[Data entries]
+++

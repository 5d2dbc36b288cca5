//! The lexer.

use derive_more::Display;
use regex::Regex;

/// Tokens in the program
#[derive(Clone, Copy, PartialEq, Eq, Display)]
#[display("kind: '{kind}', part of input: '{text}'")]
pub struct Token<'src> {
    /// What token class this token belongs to.
    pub kind: TokenKind,
    /// What part of the input this token carries.
    pub text: &'src str,
    /// 1-based source line.
    pub line: u32,
    /// 1-based source column.
    pub col: u32,
}

/// Token classes.
#[derive(Clone, Copy, PartialEq, Eq, Hash, Debug, Display)]
pub enum TokenKind {
    #[display("id")]
    Id,
    #[display("num")]
    Num,
    #[display("string")]
    Str,
    #[display("char")]
    Char,
    #[display("int")]
    KwInt,
    #[display("char")]
    KwChar,
    #[display("void")]
    KwVoid,
    #[display("long")]
    KwLong,
    #[display("short")]
    KwShort,
    #[display("float")]
    KwFloat,
    #[display("double")]
    KwDouble,
    #[display("signed")]
    KwSigned,
    #[display("unsigned")]
    KwUnsigned,
    #[display("struct")]
    KwStruct,
    #[display("union")]
    KwUnion,
    #[display("enum")]
    KwEnum,
    #[display("typedef")]
    KwTypedef,
    #[display("static")]
    KwStatic,
    #[display("const")]
    KwConst,
    #[display("volatile")]
    KwVolatile,
    #[display("register")]
    KwRegister,
    #[display("extern")]
    KwExtern,
    #[display("if")]
    KwIf,
    #[display("else")]
    KwElse,
    #[display("while")]
    KwWhile,
    #[display("for")]
    KwFor,
    #[display("do")]
    KwDo,
    #[display("switch")]
    KwSwitch,
    #[display("case")]
    KwCase,
    #[display("default")]
    KwDefault,
    #[display("break")]
    KwBreak,
    #[display("continue")]
    KwContinue,
    #[display("return")]
    KwReturn,
    #[display("sizeof")]
    KwSizeof,
    #[display("goto")]
    KwGoto,
    #[display("+")]
    Plus,
    #[display("-")]
    Minus,
    #[display("*")]
    Star,
    #[display("/")]
    Slash,
    #[display("%")]
    Percent,
    #[display("=")]
    Assign,
    #[display("+=")]
    PlusAssign,
    #[display("-=")]
    MinusAssign,
    #[display("*=")]
    StarAssign,
    #[display("/=")]
    SlashAssign,
    #[display("%=")]
    PercentAssign,
    #[display("&=")]
    AmpAssign,
    #[display("|=")]
    PipeAssign,
    #[display("^=")]
    CaretAssign,
    #[display("<<=")]
    ShlAssign,
    #[display(">>=")]
    ShrAssign,
    #[display("==")]
    EqEq,
    #[display("!=")]
    Ne,
    #[display("<")]
    Lt,
    #[display("<=")]
    Le,
    #[display(">")]
    Gt,
    #[display(">=")]
    Ge,
    #[display("&&")]
    AndAnd,
    #[display("||")]
    OrOr,
    #[display("!")]
    Bang,
    #[display("&")]
    Amp,
    #[display("|")]
    Pipe,
    #[display("^")]
    Caret,
    #[display("~")]
    Tilde,
    #[display("<<")]
    Shl,
    #[display(">>")]
    Shr,
    #[display("++")]
    PlusPlus,
    #[display("--")]
    MinusMinus,
    #[display("->")]
    Arrow,
    #[display(".")]
    Dot,
    #[display(",")]
    Comma,
    #[display(";")]
    Semi,
    #[display(":")]
    Colon,
    #[display("?")]
    Question,
    #[display("(")]
    LParen,
    #[display(")")]
    RParen,
    #[display("[")]
    LBracket,
    #[display("]")]
    RBracket,
    #[display("{{")]
    LBrace,
    #[display("}}")]
    RBrace,
    #[display("...")]
    Ellipsis,
}

pub struct LexError {
    line: u32,
    col: u32,
    ch: char,
}

impl std::fmt::Display for LexError {
    fn fmt(&self, f: &mut std::fmt::Formatter<'_>) -> std::fmt::Result {
        write!(
            f,
            "Lexer error: unexpected character {:?} at line {}, column {}",
            self.ch, self.line, self.col
        )
    }
}

impl std::fmt::Debug for LexError {
    fn fmt(&self, f: &mut std::fmt::Formatter<'_>) -> std::fmt::Result {
        write!(f, "{self}")
    }
}

/// Multi-character punctuation first: matching is longest-first.
static PUNCT: &[(&str, TokenKind)] = &[
    ("...", TokenKind::Ellipsis),
    ("<<=", TokenKind::ShlAssign),
    (">>=", TokenKind::ShrAssign),
    ("++", TokenKind::PlusPlus),
    ("--", TokenKind::MinusMinus),
    ("->", TokenKind::Arrow),
    ("<<", TokenKind::Shl),
    (">>", TokenKind::Shr),
    ("<=", TokenKind::Le),
    (">=", TokenKind::Ge),
    ("==", TokenKind::EqEq),
    ("!=", TokenKind::Ne),
    ("&&", TokenKind::AndAnd),
    ("||", TokenKind::OrOr),
    ("+=", TokenKind::PlusAssign),
    ("-=", TokenKind::MinusAssign),
    ("*=", TokenKind::StarAssign),
    ("/=", TokenKind::SlashAssign),
    ("%=", TokenKind::PercentAssign),
    ("&=", TokenKind::AmpAssign),
    ("|=", TokenKind::PipeAssign),
    ("^=", TokenKind::CaretAssign),
    ("+", TokenKind::Plus),
    ("-", TokenKind::Minus),
    ("*", TokenKind::Star),
    ("/", TokenKind::Slash),
    ("%", TokenKind::Percent),
    ("=", TokenKind::Assign),
    ("<", TokenKind::Lt),
    (">", TokenKind::Gt),
    ("!", TokenKind::Bang),
    ("&", TokenKind::Amp),
    ("|", TokenKind::Pipe),
    ("^", TokenKind::Caret),
    ("~", TokenKind::Tilde),
    (".", TokenKind::Dot),
    (",", TokenKind::Comma),
    (";", TokenKind::Semi),
    (":", TokenKind::Colon),
    ("?", TokenKind::Question),
    ("(", TokenKind::LParen),
    (")", TokenKind::RParen),
    ("[", TokenKind::LBracket),
    ("]", TokenKind::RBracket),
    ("{", TokenKind::LBrace),
    ("}", TokenKind::RBrace),
];

fn keyword(text: &str) -> Option<TokenKind> {
    use TokenKind::*;
    Some(match text {
        "int" => KwInt,
        "char" => KwChar,
        "void" => KwVoid,
        "long" => KwLong,
        "short" => KwShort,
        "float" => KwFloat,
        "double" => KwDouble,
        "signed" => KwSigned,
        "unsigned" => KwUnsigned,
        "struct" => KwStruct,
        "union" => KwUnion,
        "enum" => KwEnum,
        "typedef" => KwTypedef,
        "static" => KwStatic,
        "const" => KwConst,
        "volatile" => KwVolatile,
        "register" => KwRegister,
        "extern" => KwExtern,
        "if" => KwIf,
        "else" => KwElse,
        "while" => KwWhile,
        "for" => KwFor,
        "do" => KwDo,
        "switch" => KwSwitch,
        "case" => KwCase,
        "default" => KwDefault,
        "break" => KwBreak,
        "continue" => KwContinue,
        "return" => KwReturn,
        "sizeof" => KwSizeof,
        "goto" => KwGoto,
        _ => return None,
    })
}

pub struct Lexer<'input> {
    input: &'input str,
    pos: usize,
    line: u32,
    col: u32,
    whitespace: Regex,
    ident: Regex,
    number: Regex,
}

impl<'input> Lexer<'input> {
    pub fn new(input: &'input str) -> Self {
        Lexer {
            input,
            pos: 0,
            line: 1,
            col: 1,
            whitespace: Regex::new(r"\A(?:[ \t\f\r\n\v]|//[^\n]*|/\*(?s:.*?)\*/)*").unwrap(),
            ident: Regex::new(r"\A[A-Za-z_][A-Za-z0-9_]*").unwrap(),
            number: Regex::new(r"\A(?:0[xX][0-9a-fA-F]+|[0-9]+\.[0-9]+|[0-9]+)[uUlLfF]*").unwrap(),
        }
    }

    /// Has the lexer reached the end of input?
    pub fn end_of_input(&self) -> bool {
        self.pos == self.input.len()
    }

    fn rest(&self) -> &'input str {
        &self.input[self.pos..]
    }

    /// Advance past `len` bytes, keeping line/column in sync.
    fn advance(&mut self, len: usize) {
        for c in self.input[self.pos..self.pos + len].chars() {
            if c == '\n' {
                self.line += 1;
                self.col = 1;
            } else {
                self.col += 1;
            }
        }
        self.pos += len;
    }

    // Skip comments and whitespace
    fn skip_whitespace(&mut self) {
        if let Some(m) = self.whitespace.find(self.rest()) {
            self.advance(m.end());
        }
    }

    fn take(&mut self, kind: TokenKind, len: usize) -> Token<'input> {
        let tok = Token {
            kind,
            text: &self.input[self.pos..self.pos + len],
            line: self.line,
            col: self.col,
        };
        self.advance(len);
        tok
    }

    /// Length in bytes of a quoted literal starting at the current
    /// position, including both quote characters.  Escapes are honored.
    fn quoted_len(&self, quote: u8) -> Option<usize> {
        let bytes = self.rest().as_bytes();
        let mut i = 1;
        while i < bytes.len() {
            match bytes[i] {
                b'\\' => i += 2,
                b if b == quote => return Some(i + 1),
                _ => i += 1,
            }
        }
        None
    }

    /// Get the next token if possible.
    ///
    /// The return type distinguishes between end-of-input and lexer error.
    pub fn next(&mut self) -> Result<Option<Token<'input>>, LexError> {
        self.skip_whitespace();
        if self.end_of_input() {
            return Ok(None);
        }
        let rest = self.rest();
        let first = rest.chars().next().unwrap();

        if first == '"' {
            if let Some(len) = self.quoted_len(b'"') {
                return Ok(Some(self.take(TokenKind::Str, len)));
            }
            return Err(self.error(first));
        }
        if first == '\'' {
            if let Some(len) = self.quoted_len(b'\'') {
                return Ok(Some(self.take(TokenKind::Char, len)));
            }
            return Err(self.error(first));
        }
        if let Some(m) = self.ident.find(rest) {
            let kind = keyword(&rest[..m.end()]).unwrap_or(TokenKind::Id);
            return Ok(Some(self.take(kind, m.end())));
        }
        if let Some(m) = self.number.find(rest) {
            return Ok(Some(self.take(TokenKind::Num, m.end())));
        }
        for (text, kind) in PUNCT {
            if rest.starts_with(text) {
                return Ok(Some(self.take(*kind, text.len())));
            }
        }
        Err(self.error(first))
    }

    fn error(&self, ch: char) -> LexError {
        LexError {
            line: self.line,
            col: self.col,
            ch,
        }
    }
}

/// Tokenize a whole input.
pub fn tokenize(input: &str) -> Result<Vec<Token<'_>>, LexError> {
    let mut lexer = Lexer::new(input);
    let mut toks = vec![];
    while let Some(tok) = lexer.next()? {
        toks.push(tok);
    }
    Ok(toks)
}

/// Decode a raw string-literal lexeme (quotes included) into its bytes.
pub fn unescape_string(raw: &str) -> String {
    let inner = &raw[1..raw.len() - 1];
    let mut out = String::with_capacity(inner.len());
    let mut chars = inner.chars();
    while let Some(c) = chars.next() {
        if c != '\\' {
            out.push(c);
            continue;
        }
        match chars.next() {
            Some('n') => out.push('\n'),
            Some('t') => out.push('\t'),
            Some('r') => out.push('\r'),
            Some('0') => out.push('\0'),
            Some('\\') => out.push('\\'),
            Some('\'') => out.push('\''),
            Some('"') => out.push('"'),
            Some(other) => out.push(other),
            None => {}
        }
    }
    out
}

/// Integer value of a character-literal lexeme (quotes included).
pub fn char_value(raw: &str) -> i64 {
    let decoded = unescape_string(raw);
    decoded.chars().next().map(|c| c as i64).unwrap_or(0)
}

#[cfg(test)]
mod tests {
    use super::*;

    fn kinds(input: &str) -> Vec<TokenKind> {
        tokenize(input).unwrap().iter().map(|t| t.kind).collect()
    }

    #[test]
    fn keywords_and_idents() {
        use TokenKind::*;
        assert_eq!(
            kinds("int main() { return x; }"),
            vec![KwInt, Id, LParen, RParen, LBrace, KwReturn, Id, Semi, RBrace]
        );
    }

    #[test]
    fn longest_punct_wins() {
        use TokenKind::*;
        assert_eq!(kinds("a <<= b >> c"), vec![Id, ShlAssign, Id, Shr, Id]);
        assert_eq!(kinds("p->x++"), vec![Id, Arrow, Id, PlusPlus]);
        assert_eq!(kinds("f(a, ...)"), vec![Id, LParen, Id, Comma, Ellipsis, RParen]);
    }

    #[test]
    fn literals() {
        let toks = tokenize("0x1F 3.14 'a' \"hi\\n\"").unwrap();
        assert_eq!(toks[0].text, "0x1F");
        assert_eq!(toks[1].text, "3.14");
        assert_eq!(char_value(toks[2].text), 'a' as i64);
        assert_eq!(unescape_string(toks[3].text), "hi\n");
    }

    #[test]
    fn comments_are_skipped() {
        use TokenKind::*;
        assert_eq!(kinds("a // line\n b /* block\n */ c"), vec![Id, Id, Id]);
    }

    #[test]
    fn positions() {
        let toks = tokenize("int\n  x;").unwrap();
        assert_eq!((toks[0].line, toks[0].col), (1, 1));
        assert_eq!((toks[1].line, toks[1].col), (2, 3));
    }
}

+++

TASK OBJECTIVE » Set down exactly the lines from the start of the records to the line with "token belongs to.". Include that line, and add nothing more.

ANSWER TO THIS PROBLEM »
repository 5d2dbc36b288cca5
//! The lexer.

use derive_more::Display;
use regex::Regex;

/// Tokens in the program
#[derive(Clone, Copy, PartialEq, Eq, Display)]
#[display("kind: '{kind}', part of input: '{text}'")]
pub struct Token<'src> {
    /// What token class this token belongs to.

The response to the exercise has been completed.